Delegation is a sign of a mature leader. It allows you to focus on how you can contribute at the highest level given your experience and wisdom.
Pete, a seasoned project manager, has hit a wall. His to-do list has been getting longer. He’s tried to work longer hours to catch up, but it’s no use. Exhausted and alienated from his family, he doesn’t know how much longer he can continue.
His manager has told him if he wants to advance in his career, he needs to learn to delegate. A perfectionist by nature, Pete simply can’t let go of projects. He can’t trust others will do it to his satisfaction. It’s just more work to bring someone up to speed, and he just has to do it over to meet his expectations anyway. His world comes crashing down when his father dies. On the way to the funeral, he’s texting clients. His wife looks at him incredulously and says, “Really?” Pete responds, “I don’t have any other choice.” She says, “Yeah, you do.” He realizes she’s right.
You’ve worked your entire career to be able to deliver at the highest level. Clients love you. You’re respected in the office. Younger people want to learn from you. And now you’ve been told that to grow as a leader, you need to delegate more. In other words, let go of your entire identity as an individual contributor and, instead, be responsible for someone else’s work product.
Delegating can make you feel like you’re letting people down: clients who are used to your level of detail and staff who are already burdened by their own work. To make yourself feel better, first accept the reality of what will happen if you don’t delegate: your team will not grow; you won’t be able to focus on higher-level work; and the firm will be paying you for something that someone else can do at a lower rate. Then make it clear to whom you are delegating why you shouldn’t do the task. It might start like this: “I need your help so I’m not working on design review and can spend more time on business development, so we can keep people employed.” Let’s break that down:
“I need your help.” This is very different from telling someone they need to do something. It sets a friendlier tone that appeals to their better nature of wanting to be seen as helpful. (By the way, this is not a negotiation, just a softer opening.) By explaining “so I’m not working on design review and can spend more time on business development,” you’re communicating that design review is not the best use of your time. By communicating you’ll be spending your time on business development, you’re not saying you’re delegating so you can work less. You’re explaining how you will be spending your time. Lastly, saying “so we can keep people employed” makes it even clearer why they should be motivated to fully take on the task. You’re appealing to them as a teammate. They have their job, and you have your job, and together you’ll both be employed! It also makes clear the dilemma: Time is limited, and you can’t do design review and business development.
You are both inviting them to help you and the firm and elevating what might be considered a menial task into one of greater importance. Help them see they are playing a major role in directly contributing to everyone’s livelihood, including their own.

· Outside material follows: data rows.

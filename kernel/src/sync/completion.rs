//! One-shot completion signal.
//!
//! A [`Completion`] carries exactly one value from whoever resolves it to
//! whoever waits on it. Resolving never blocks, and a waiter that arrives late
//! still observes the value.

use crate::sync::{mutex::Mutex, semaphore::Semaphore};

pub struct Completion<T> {
    value: Mutex<Option<T>>,
    ready: Semaphore,
}

impl<T: Copy> Completion<T> {
    pub const fn new() -> Self {
        Self {
            value: Mutex::new(None),
            ready: Semaphore::new(0),
        }
    }

    /// Resolves the completion.
    ///
    /// # Panics
    ///
    /// Panics if the completion was already resolved.
    pub fn complete(&self, value: T) {
        let mut slot = self.value.lock();
        assert!(slot.is_none(), "completion resolved twice");
        *slot = Some(value);
        drop(slot);
        self.ready.up();
    }

    pub fn is_complete(&self) -> bool {
        self.value.lock().is_some()
    }

    /// Blocks until the completion is resolved and returns the value.
    pub fn wait(&self) -> T {
        self.ready.down();
        // Let any other waiter through as well.
        self.ready.up();
        match *self.value.lock() {
            Some(value) => value,
            None => unreachable!("completion signalled without a value"),
        }
    }
}

impl<T: Copy> Default for Completion<T> {
    fn default() -> Self {
        Self::new()
    }
}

Daniel Pink in his book Drive says people are motivated less by money and more by the autonomy to be left to do the work on their own; the mastery to develop their skills and competence; and the sense of purpose that the work has meaning. When first delegating work, be clear: “I need to give you a task for you to do completely and deliver on time without me micromanaging you to get it done. Can we spend some time going over it now, so you can ask questions, and then set a check-in time for questions?” Appeal to their motivation for greater autonomy, their desire to be treated as a key member of the team. At the same time, you’re spelling out a clear expectation based on a concrete need, rather than a wish, which is softer. If they come back with questions and they have the resources to answer them themselves, help them understand that. If they express being unable to do a portion of the work, remind them of their ability. Revisit your initial conversation on the importance that the work stay in their court as much as possible.
Delegation is a sign of a mature leader. You’re not abdicating responsibility. You’re just focusing on how you can contribute at the highest level, given your experience and wisdom. Let others grow by explaining why it’s important that they take on a delegated task with a true sense of ownership. It’s their first step toward getting to your position.